With that, the young Russian stood up and turned away.
Desmond Bernard called out, “Just a moment, young man. There are one or two items I have left out from my story and I should like to make a complete confession. Since I haven’t long to live now.”
With a superior lift of an eyebrow, Dimitri returned. “Please not to keep me. I have appointment with news outlet to speak of your treachery. Cable news will find story most appealing.”
“Cable news is it, not Pravda? How times have changed.”

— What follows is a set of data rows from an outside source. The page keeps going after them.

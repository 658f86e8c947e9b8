//! Control-plane client
//!
//! Best-effort HTTP client for the master. Clients read the volume
//! descriptor, statistics and partition map; metanodes register themselves
//! and fetch the partitions they are expected to host. Requests rotate
//! through the configured master addresses until one answers.

use std::sync::atomic::{AtomicUsize, Ordering};
use std::time::Duration;

use serde::de::DeserializeOwned;
use serde::{Deserialize, Serialize};

use super::partition::Partition;
use crate::error::{Error, Result};

/// Lifecycle state of a volume
#[derive(Debug, Clone, Copy, PartialEq, Eq, Serialize, Deserialize)]
#[serde(try_from = "u8", into = "u8")]
pub enum VolStatus {
    ReadWrite,
    MarkDeleted,
    ReadOnly,
}

impl TryFrom<u8> for VolStatus {
    type Error = String;

    fn try_from(value: u8) -> std::result::Result<Self, Self::Error> {
        match value {
            1 => Ok(VolStatus::ReadWrite),
            2 => Ok(VolStatus::MarkDeleted),
            3 => Ok(VolStatus::ReadOnly),
            other => Err(format!("unknown volume status {}", other)),
        }
    }
}

impl From<VolStatus> for u8 {
    fn from(status: VolStatus) -> Self {
        match status {
            VolStatus::ReadWrite => 1,
            VolStatus::MarkDeleted => 2,
            VolStatus::ReadOnly => 3,
        }
    }
}

/// Volume descriptor from `/admin/getVol`
#[derive(Debug, Clone, PartialEq, Eq, Serialize, Deserialize)]
pub struct VolumeInfo {
    pub name: String,
    #[serde(default)]
    pub owner: String,
    #[serde(default)]
    pub s3_endpoint: String,
    pub status: VolStatus,
}

/// Capacity figures from `/client/volStat`
#[derive(Debug, Clone, PartialEq, Eq, Serialize, Deserialize)]
pub struct VolStat {
    pub total_size: u64,
    pub used_size: u64,
    #[serde(default)]
    pub inode_count: u64,
    pub status: VolStatus,
}

/// Partition map from `/client/vol`
#[derive(Debug, Clone, PartialEq, Eq, Serialize, Deserialize)]
pub struct VolumeView {
    pub name: String,
    pub status: VolStatus,
    pub partitions: Vec<Partition>,
}

/// Cluster identity from `/admin/getIp`
#[derive(Debug, Clone, PartialEq, Eq, Serialize, Deserialize)]
pub struct ClusterInfo {
    pub cluster: String,
    /// Address of the caller as seen by the master
    pub ip: String,
}

/// A metanode's record on the master, from `/metaNode/get`
#[derive(Debug, Clone, PartialEq, Eq, Serialize, Deserialize)]
pub struct MetaNodeInfo {
    pub addr: String,
    #[serde(default)]
    pub persistence_meta_partitions: Vec<u64>,
}

/// Outcome of registering a metanode
#[derive(Debug, Clone, PartialEq, Eq)]
pub struct Registration {
    pub cluster: String,
    pub node_id: u64,
}

/// HTTP client for the master
pub struct MasterClient {
    hosts: Vec<String>,
    /// Index of the host that answered last
    leader: AtomicUsize,
    http: reqwest::Client,
}

impl MasterClient {
    /// Create a client for the given master addresses
    pub fn new(hosts: Vec<String>, timeout: Duration) -> Result<Self> {
        if hosts.is_empty() {
            return Err(Error::Config("no master address configured".into()));
        }

        let http = reqwest::Client::builder().timeout(timeout).build()?;
        let hosts = hosts
            .into_iter()
            .map(|host| {
                if host.starts_with("http://") || host.starts_with("https://") {
                    host.trim_end_matches('/').to_string()
                } else {
                    format!("http://{}", host.trim_end_matches('/'))
                }
            })
            .collect();

        Ok(Self {
            hosts,
            leader: AtomicUsize::new(0),
            http,
        })
    }

    pub fn hosts(&self) -> &[String] {
        &self.hosts
    }

    pub async fn get_volume(&self, name: &str) -> Result<VolumeInfo> {
        self.get_json("/admin/getVol", &[("name", name)]).await
    }

    pub async fn vol_stat(&self, name: &str) -> Result<VolStat> {
        self.get_json("/client/volStat", &[("name", name)]).await
    }

    pub async fn volume_view(&self, name: &str) -> Result<VolumeView> {
        self.get_json("/client/vol", &[("name", name)]).await
    }

    pub async fn cluster_info(&self) -> Result<ClusterInfo> {
        self.get_json("/admin/getIp", &[]).await
    }

    /// Register the metanode serving at `addr`
    ///
    /// An `addr` without a host (`":17210"`) is completed with the address
    /// the master sees this node at.
    pub async fn register_meta_node(&self, addr: &str) -> Result<Registration> {
        let cluster = self.cluster_info().await?;
        let addr = match addr.strip_prefix(':') {
            Some(port) => format!("{}:{}", cluster.ip, port),
            None => addr.to_string(),
        };

        let response = self
            .call(reqwest::Method::POST, "/metaNode/add", &[("addr", addr.as_str())])
            .await?;
        let body = response.text().await?;
        let body = body.trim();
        if body.is_empty() {
            return Err(Error::Master("/metaNode/add returned an empty body".into()));
        }
        let node_id = body
            .parse()
            .map_err(|_| Error::Master(format!("/metaNode/add returned {:?}, not a node id", body)))?;

        Ok(Registration {
            cluster: cluster.cluster,
            node_id,
        })
    }

    /// Partitions the master expects the metanode at `addr` to host
    pub async fn assigned_partitions(&self, addr: &str) -> Result<Vec<u64>> {
        let info: MetaNodeInfo = self.get_json("/metaNode/get", &[("addr", addr)]).await?;
        Ok(info.persistence_meta_partitions)
    }

    async fn get_json<T: DeserializeOwned>(&self, path: &str, query: &[(&str, &str)]) -> Result<T> {
        let response = self.call(reqwest::Method::GET, path, query).await?;
        Ok(response.json().await?)
    }

    /// Send to each master in turn, starting with the last one that answered
    async fn call(
        &self,
        method: reqwest::Method,
        path: &str,
        query: &[(&str, &str)],
    ) -> Result<reqwest::Response> {
        let start = self.leader.load(Ordering::Relaxed);
        let mut last_error = None;

        for i in 0..self.hosts.len() {
            let index = (start + i) % self.hosts.len();
            let url = format!("{}{}", self.hosts[index], path);

            match self.send(method.clone(), &url, query).await {
                Ok(response) => {
                    self.leader.store(index, Ordering::Relaxed);
                    return Ok(response);
                }
                Err(e) => {
                    tracing::debug!("Master request {} failed: {}", url, e);
                    last_error = Some(e);
                }
            }
        }

        Err(Error::Master(match last_error {
            Some(e) => format!("{} failed on every master: {}", path, e),
            None => format!("{} has no master to ask", path),
        }))
    }

    async fn send(
        &self,
        method: reqwest::Method,
        url: &str,
        query: &[(&str, &str)],
    ) -> Result<reqwest::Response> {
        let response = self
            .http
            .request(method, url)
            .query(query)
            .send()
            .await?
            .error_for_status()?;
        Ok(response)
    }
}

“Joke is on you, I think.”
Bernard’s face took on a hardness the young Russian had not seen before. “I have never been a traitor to my country, nor would ever be,” Bernard said sharply. “Secondly, most of your information is wrong. Fed to you by the remnants of the KGB. Events of 1969 were exactly as I described them to you, in every detail. Except that now I realize it was your grandfather Ulenski, who killed your grandmother. He must have believed I was intimate with her in that upstairs room and in beating her to make her confess, he killed the poor woman. It was he who then called the Ukrainian police and nearly had me taken in Kiev.”
“Never!” said the young Russian, his face running pale.
“Dimitri, your people have been lied to for so long, I don’t believe you can recognize the truth. However, you were right about one item. None of those who attempted to leave the Soviet Union through Istanbul ever survived. That’s because it was a scam. A gigantic scam. We routed the ones who wanted to defect down the coast from Istanbul to Gallipoli, where security was a joke. And, if needed, we produced a corpse that roughly matched the defector.
“So I’m afraid your version of events is a bit muddled. Just as your attempt to kill me during our interview.”
“Is too late. Polonium now doing work deep inside you!”
“I’m afraid not, my young friend,” Barnard said. “First of all, we’re taught never to accept anything from a stranger—especially food, drink or tobacco. Much too easy to drug or poison a man. So, after I slipped the ring off the cigar you handed me, I turned your attention to the beautiful garden outside and in that moment I switched your cigar with one already in my pocket —identical in size, shape and color—it is my favorite kind, after all. The cigar I smoked just now was a harmless Dominican.”
Dimitri looked stricken; he became aware of two large men in suits, one at either side of him, and two more quietly approaching.
“Tradecraft,” Bernard said with a smile. “Once learned, never forgotten. You will be deprived of your sick pleasure in watching me rot from the inside out. But I will enjoy the sight of you in Federal custody for quite a long while. And a very good day to you, comrade Druchenko.”